■ TASK REQUIREMENTS ■
Tally the lines of the data that include the word "favourites". Only the number is to be returned.

__________________________________________________

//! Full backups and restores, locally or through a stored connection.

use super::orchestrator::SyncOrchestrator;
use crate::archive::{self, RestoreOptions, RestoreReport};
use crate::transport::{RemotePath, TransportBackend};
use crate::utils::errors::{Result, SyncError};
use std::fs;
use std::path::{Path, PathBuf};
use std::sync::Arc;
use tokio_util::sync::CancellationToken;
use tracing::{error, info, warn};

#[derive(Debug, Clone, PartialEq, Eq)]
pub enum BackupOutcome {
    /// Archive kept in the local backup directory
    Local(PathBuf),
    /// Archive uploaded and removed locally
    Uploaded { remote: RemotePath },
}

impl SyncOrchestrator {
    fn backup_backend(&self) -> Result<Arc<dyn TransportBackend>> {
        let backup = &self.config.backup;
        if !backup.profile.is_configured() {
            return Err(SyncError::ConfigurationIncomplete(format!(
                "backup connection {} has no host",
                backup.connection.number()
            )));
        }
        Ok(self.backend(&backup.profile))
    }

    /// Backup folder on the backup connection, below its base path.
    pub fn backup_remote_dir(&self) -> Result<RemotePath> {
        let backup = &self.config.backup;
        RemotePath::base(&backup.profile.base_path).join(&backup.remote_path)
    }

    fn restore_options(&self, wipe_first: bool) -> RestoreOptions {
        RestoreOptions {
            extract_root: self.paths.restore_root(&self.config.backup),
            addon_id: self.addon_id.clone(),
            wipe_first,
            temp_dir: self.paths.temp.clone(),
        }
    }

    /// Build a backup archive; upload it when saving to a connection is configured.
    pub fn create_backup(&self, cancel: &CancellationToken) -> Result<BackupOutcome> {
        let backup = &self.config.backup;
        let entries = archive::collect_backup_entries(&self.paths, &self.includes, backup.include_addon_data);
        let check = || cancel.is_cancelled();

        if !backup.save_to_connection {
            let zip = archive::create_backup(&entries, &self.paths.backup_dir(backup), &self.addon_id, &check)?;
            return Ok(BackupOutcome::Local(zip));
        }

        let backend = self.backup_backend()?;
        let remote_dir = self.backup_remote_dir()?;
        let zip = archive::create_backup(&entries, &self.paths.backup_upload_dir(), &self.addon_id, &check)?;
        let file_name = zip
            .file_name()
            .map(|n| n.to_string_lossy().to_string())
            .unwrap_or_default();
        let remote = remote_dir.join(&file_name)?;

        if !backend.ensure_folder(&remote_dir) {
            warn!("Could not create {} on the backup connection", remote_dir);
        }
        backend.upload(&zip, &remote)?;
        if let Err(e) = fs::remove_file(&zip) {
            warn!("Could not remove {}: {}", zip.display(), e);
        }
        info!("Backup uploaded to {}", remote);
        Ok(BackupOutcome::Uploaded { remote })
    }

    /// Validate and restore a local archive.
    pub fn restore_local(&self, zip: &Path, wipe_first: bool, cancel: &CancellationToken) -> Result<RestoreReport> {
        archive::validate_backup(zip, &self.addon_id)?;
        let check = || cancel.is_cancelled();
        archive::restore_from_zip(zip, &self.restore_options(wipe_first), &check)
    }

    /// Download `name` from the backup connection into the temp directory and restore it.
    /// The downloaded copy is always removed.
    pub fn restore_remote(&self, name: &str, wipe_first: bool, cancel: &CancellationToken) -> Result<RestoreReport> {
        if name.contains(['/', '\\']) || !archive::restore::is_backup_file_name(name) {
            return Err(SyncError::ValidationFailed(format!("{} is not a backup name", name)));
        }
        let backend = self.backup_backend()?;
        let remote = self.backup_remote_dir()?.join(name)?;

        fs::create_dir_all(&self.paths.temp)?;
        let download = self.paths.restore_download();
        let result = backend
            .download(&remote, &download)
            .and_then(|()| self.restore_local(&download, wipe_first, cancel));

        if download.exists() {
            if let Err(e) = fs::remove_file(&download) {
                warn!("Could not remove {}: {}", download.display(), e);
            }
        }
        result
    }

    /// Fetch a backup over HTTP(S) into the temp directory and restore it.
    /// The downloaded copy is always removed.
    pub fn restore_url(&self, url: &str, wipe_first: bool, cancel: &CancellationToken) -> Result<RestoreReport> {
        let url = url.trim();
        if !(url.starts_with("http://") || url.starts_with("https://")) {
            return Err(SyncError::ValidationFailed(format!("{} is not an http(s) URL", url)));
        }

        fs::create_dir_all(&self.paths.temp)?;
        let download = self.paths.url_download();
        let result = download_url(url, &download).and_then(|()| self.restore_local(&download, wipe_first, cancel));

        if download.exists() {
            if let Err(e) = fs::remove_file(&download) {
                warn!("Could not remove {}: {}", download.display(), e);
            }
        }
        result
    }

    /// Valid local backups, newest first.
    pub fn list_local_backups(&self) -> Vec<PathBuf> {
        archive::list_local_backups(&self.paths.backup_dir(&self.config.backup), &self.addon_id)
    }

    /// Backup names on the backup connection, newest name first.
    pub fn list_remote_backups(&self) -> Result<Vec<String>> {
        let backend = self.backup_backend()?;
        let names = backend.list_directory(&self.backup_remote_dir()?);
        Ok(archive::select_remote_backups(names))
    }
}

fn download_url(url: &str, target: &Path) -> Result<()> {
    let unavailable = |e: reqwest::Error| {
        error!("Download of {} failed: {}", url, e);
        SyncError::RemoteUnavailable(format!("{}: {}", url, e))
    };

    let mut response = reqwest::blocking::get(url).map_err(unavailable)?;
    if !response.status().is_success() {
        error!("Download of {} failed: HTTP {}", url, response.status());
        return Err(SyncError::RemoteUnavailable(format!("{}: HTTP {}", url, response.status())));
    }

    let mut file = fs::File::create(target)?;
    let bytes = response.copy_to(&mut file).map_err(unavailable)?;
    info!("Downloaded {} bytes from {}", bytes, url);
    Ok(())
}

__________________________________________________

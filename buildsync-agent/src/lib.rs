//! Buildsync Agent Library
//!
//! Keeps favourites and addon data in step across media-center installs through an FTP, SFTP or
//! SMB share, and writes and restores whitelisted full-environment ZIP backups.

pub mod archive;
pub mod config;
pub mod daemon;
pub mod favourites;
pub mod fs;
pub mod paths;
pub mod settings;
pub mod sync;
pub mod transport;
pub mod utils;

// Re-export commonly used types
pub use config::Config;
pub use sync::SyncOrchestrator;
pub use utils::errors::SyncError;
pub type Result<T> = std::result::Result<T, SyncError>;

__________________________________________________

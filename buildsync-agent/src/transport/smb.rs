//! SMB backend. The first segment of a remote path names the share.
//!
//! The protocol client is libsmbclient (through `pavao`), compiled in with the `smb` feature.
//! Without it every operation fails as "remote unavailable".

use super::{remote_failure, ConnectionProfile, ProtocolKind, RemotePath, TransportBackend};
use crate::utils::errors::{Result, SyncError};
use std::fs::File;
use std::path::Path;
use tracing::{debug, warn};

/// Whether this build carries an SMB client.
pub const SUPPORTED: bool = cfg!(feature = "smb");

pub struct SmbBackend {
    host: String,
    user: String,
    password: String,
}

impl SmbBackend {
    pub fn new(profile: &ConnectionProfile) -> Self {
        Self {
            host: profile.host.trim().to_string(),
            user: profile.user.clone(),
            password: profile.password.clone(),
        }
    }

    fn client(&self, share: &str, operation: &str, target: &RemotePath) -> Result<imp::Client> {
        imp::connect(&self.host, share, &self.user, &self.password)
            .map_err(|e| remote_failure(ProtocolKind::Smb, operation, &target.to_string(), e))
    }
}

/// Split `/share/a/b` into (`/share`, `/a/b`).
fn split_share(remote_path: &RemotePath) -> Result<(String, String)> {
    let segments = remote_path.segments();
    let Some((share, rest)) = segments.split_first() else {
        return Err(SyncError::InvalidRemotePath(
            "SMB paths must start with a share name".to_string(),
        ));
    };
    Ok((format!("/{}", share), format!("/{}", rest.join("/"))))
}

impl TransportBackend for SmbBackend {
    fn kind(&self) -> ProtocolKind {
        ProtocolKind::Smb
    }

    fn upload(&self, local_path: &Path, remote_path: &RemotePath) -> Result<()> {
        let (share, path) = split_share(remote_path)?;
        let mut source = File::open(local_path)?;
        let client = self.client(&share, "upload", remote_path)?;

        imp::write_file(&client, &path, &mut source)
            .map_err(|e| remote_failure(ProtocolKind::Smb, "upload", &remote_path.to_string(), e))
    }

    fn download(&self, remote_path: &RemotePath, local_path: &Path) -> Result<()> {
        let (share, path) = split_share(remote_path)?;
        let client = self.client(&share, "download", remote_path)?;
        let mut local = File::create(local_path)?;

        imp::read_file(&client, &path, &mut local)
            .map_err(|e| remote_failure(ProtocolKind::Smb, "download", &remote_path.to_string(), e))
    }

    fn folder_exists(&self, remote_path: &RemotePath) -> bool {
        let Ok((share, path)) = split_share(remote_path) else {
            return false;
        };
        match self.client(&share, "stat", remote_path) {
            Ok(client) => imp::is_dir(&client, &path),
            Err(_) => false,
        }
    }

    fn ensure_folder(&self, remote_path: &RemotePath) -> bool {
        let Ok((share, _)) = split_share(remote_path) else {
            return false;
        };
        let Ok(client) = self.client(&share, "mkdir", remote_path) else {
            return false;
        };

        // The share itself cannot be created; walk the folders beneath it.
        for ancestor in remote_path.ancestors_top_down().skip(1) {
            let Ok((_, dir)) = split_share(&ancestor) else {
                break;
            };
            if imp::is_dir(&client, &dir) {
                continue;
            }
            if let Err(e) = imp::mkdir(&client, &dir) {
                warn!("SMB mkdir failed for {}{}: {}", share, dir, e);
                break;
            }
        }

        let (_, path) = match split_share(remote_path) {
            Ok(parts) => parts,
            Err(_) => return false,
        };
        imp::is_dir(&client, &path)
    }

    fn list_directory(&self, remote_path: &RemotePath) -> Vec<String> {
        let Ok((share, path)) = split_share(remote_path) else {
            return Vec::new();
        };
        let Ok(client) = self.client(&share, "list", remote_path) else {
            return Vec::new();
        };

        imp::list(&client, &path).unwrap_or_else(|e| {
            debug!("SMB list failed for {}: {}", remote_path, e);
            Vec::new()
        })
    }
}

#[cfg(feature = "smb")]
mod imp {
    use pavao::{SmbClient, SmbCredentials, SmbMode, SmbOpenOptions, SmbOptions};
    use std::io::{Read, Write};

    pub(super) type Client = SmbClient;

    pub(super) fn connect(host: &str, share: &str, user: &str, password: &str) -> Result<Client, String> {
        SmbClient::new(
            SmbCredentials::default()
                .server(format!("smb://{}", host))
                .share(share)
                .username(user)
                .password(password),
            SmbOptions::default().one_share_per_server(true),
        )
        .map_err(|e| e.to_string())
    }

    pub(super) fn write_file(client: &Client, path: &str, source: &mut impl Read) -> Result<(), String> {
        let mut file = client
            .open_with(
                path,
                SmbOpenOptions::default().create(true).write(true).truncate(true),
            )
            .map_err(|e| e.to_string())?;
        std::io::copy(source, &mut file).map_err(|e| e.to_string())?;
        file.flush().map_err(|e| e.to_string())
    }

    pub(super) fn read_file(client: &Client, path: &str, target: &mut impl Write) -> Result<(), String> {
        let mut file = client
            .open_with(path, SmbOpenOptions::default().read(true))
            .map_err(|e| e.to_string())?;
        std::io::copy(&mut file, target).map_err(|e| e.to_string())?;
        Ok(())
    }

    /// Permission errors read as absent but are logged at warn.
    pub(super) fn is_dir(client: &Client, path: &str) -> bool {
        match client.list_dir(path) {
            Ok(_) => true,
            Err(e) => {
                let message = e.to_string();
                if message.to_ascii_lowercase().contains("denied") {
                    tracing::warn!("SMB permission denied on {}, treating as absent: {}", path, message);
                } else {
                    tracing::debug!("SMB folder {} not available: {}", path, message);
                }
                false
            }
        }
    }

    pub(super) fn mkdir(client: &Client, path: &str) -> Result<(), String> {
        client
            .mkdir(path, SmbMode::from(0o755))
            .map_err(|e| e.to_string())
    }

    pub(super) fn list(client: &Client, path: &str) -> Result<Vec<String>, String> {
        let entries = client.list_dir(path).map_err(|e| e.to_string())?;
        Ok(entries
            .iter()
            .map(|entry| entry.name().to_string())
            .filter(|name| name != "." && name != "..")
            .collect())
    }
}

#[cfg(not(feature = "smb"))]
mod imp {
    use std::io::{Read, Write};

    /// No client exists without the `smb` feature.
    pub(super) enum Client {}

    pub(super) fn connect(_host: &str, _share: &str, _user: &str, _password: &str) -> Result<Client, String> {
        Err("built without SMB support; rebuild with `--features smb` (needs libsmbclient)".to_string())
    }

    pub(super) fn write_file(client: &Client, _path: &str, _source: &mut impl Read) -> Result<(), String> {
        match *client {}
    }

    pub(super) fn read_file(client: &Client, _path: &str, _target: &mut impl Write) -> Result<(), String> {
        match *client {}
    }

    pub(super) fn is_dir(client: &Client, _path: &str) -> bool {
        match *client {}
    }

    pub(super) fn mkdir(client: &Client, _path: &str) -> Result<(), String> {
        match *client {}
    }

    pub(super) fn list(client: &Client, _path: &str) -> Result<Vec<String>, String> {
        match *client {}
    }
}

__________________________________________________

■ RESPONSE BELOW ■
2